◆ Exercise instructions
With no line omitted, restate the records below exactly as they appear.
+++
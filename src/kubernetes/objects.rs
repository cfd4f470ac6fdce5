// Copyright 2026, Jeroen van Erp <jeroen@geeko.me>
// SPDX-License-Identifier: Apache-2.0

//! Small wrappers around `Api` calls shared by both controllers

use crate::error::Result;
use kube::{
    api::{DeleteParams, Patch, PatchParams},
    Api, Resource, ResourceExt,
};
use serde::de::DeserializeOwned;
use serde_json::Value;
use std::fmt::Debug;
use tracing::{debug, info, instrument};

/// Delete an object, treating "already gone" as success
#[instrument(skip(api, params), fields(kind = %K::kind(&())))]
pub async fn delete_ignore_not_found<K>(api: &Api<K>, name: &str, params: &DeleteParams) -> Result<()>
where
    K: Resource<DynamicType = ()> + Clone + DeserializeOwned + Debug,
{
    match api.delete(name, params).await {
        Ok(_) => {
            info!("Deleted {}", name);
            Ok(())
        }
        Err(kube::Error::Api(err)) if err.code == 404 => {
            debug!("{} already gone", name);
            Ok(())
        }
        Err(e) => Err(e.into()),
    }
}

/// JSON merge patch that only applies if the object is still at the version we read.
/// The API server answers 409 when `metadata.resourceVersion` has moved on.
pub fn conditional_merge<K: Resource>(current: &K, mut patch: Value) -> Patch<Value> {
    if let Some(rv) = current.resource_version() {
        if let Some(obj) = patch.as_object_mut() {
            let metadata = obj
                .entry("metadata")
                .or_insert_with(|| Value::Object(Default::default()));
            if let Some(metadata) = metadata.as_object_mut() {
                metadata.insert("resourceVersion".to_string(), Value::String(rv));
            }
        }
    }
    Patch::Merge(patch)
}

/// Apply a conditional merge patch built by [`conditional_merge`]
pub async fn patch_conditional<K>(api: &Api<K>, current: &K, patch: Value) -> Result<K>
where
    K: Resource<DynamicType = ()> + Clone + DeserializeOwned + Debug,
{
    let name = current.name_any();
    Ok(api
        .patch(&name, &PatchParams::default(), &conditional_merge(current, patch))
        .await?)
}
/// RunLengthDecode.
///
/// A length byte below 128 copies the next `length + 1` bytes, above 128 repeats the
/// next byte `257 - length` times, and 128 ends the data. A truncated run copies what
/// is there.
pub fn decode(input: &[u8]) -> Vec<u8> {
    let mut output = Vec::with_capacity(input.len() * 2);
    let mut pos = 0;

    while let Some(&length) = input.get(pos) {
        pos += 1;
        match length {
            128 => break,
            0..=127 => {
                let end = (pos + length as usize + 1).min(input.len());
                output.extend_from_slice(&input[pos..end]);
                pos = end;
            }
            _ => {
                if let Some(&byte) = input.get(pos) {
                    output.extend(std::iter::repeat_n(byte, 257 - length as usize));
                }
                pos += 1;
            }
        }
    }
    output
}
+++
◆ Expected output
filename src/kubernetes/objects.rs
repository cfd4f470ac6fdce5
// Copyright 2026, Jeroen van Erp <jeroen@geeko.me>
// SPDX-License-Identifier: Apache-2.0

//! Small wrappers around `Api` calls shared by both controllers

use crate::error::Result;
use kube::{
    api::{DeleteParams, Patch, PatchParams},
    Api, Resource, ResourceExt,
};
use serde::de::DeserializeOwned;
use serde_json::Value;
use std::fmt::Debug;
use tracing::{debug, info, instrument};

/// Delete an object, treating "already gone" as success
#[instrument(skip(api, params), fields(kind = %K::kind(&())))]
pub async fn delete_ignore_not_found<K>(api: &Api<K>, name: &str, params: &DeleteParams) -> Result<()>
where
    K: Resource<DynamicType = ()> + Clone + DeserializeOwned + Debug,
{
    match api.delete(name, params).await {
        Ok(_) => {
            info!("Deleted {}", name);
            Ok(())
        }
        Err(kube::Error::Api(err)) if err.code == 404 => {
            debug!("{} already gone", name);
            Ok(())
        }
        Err(e) => Err(e.into()),
    }
}

/// JSON merge patch that only applies if the object is still at the version we read.
/// The API server answers 409 when `metadata.resourceVersion` has moved on.
pub fn conditional_merge<K: Resource>(current: &K, mut patch: Value) -> Patch<Value> {
    if let Some(rv) = current.resource_version() {
        if let Some(obj) = patch.as_object_mut() {
            let metadata = obj
                .entry("metadata")
                .or_insert_with(|| Value::Object(Default::default()));
            if let Some(metadata) = metadata.as_object_mut() {
                metadata.insert("resourceVersion".to_string(), Value::String(rv));
            }
        }
    }
    Patch::Merge(patch)
}

/// Apply a conditional merge patch built by [`conditional_merge`]
pub async fn patch_conditional<K>(api: &Api<K>, current: &K, patch: Value) -> Result<K>
where
    K: Resource<DynamicType = ()> + Clone + DeserializeOwned + Debug,
{
    let name = current.name_any();
    Ok(api
        .patch(&name, &PatchParams::default(), &conditional_merge(current, patch))
        .await?)
}
/// RunLengthDecode.
///
/// A length byte below 128 copies the next `length + 1` bytes, above 128 repeats the
/// next byte `257 - length` times, and 128 ends the data. A truncated run copies what
/// is there.
pub fn decode(input: &[u8]) -> Vec<u8> {
    let mut output = Vec::with_capacity(input.len() * 2);
    let mut pos = 0;

    while let Some(&length) = input.get(pos) {
        pos += 1;
        match length {
            128 => break,
            0..=127 => {
                let end = (pos + length as usize + 1).min(input.len());
                output.extend_from_slice(&input[pos..end]);
                pos = end;
            }
            _ => {
                if let Some(&byte) = input.get(pos) {
                    output.extend(std::iter::repeat_n(byte, 257 - length as usize));
                }
                pos += 1;
            }
        }
    }
    output
}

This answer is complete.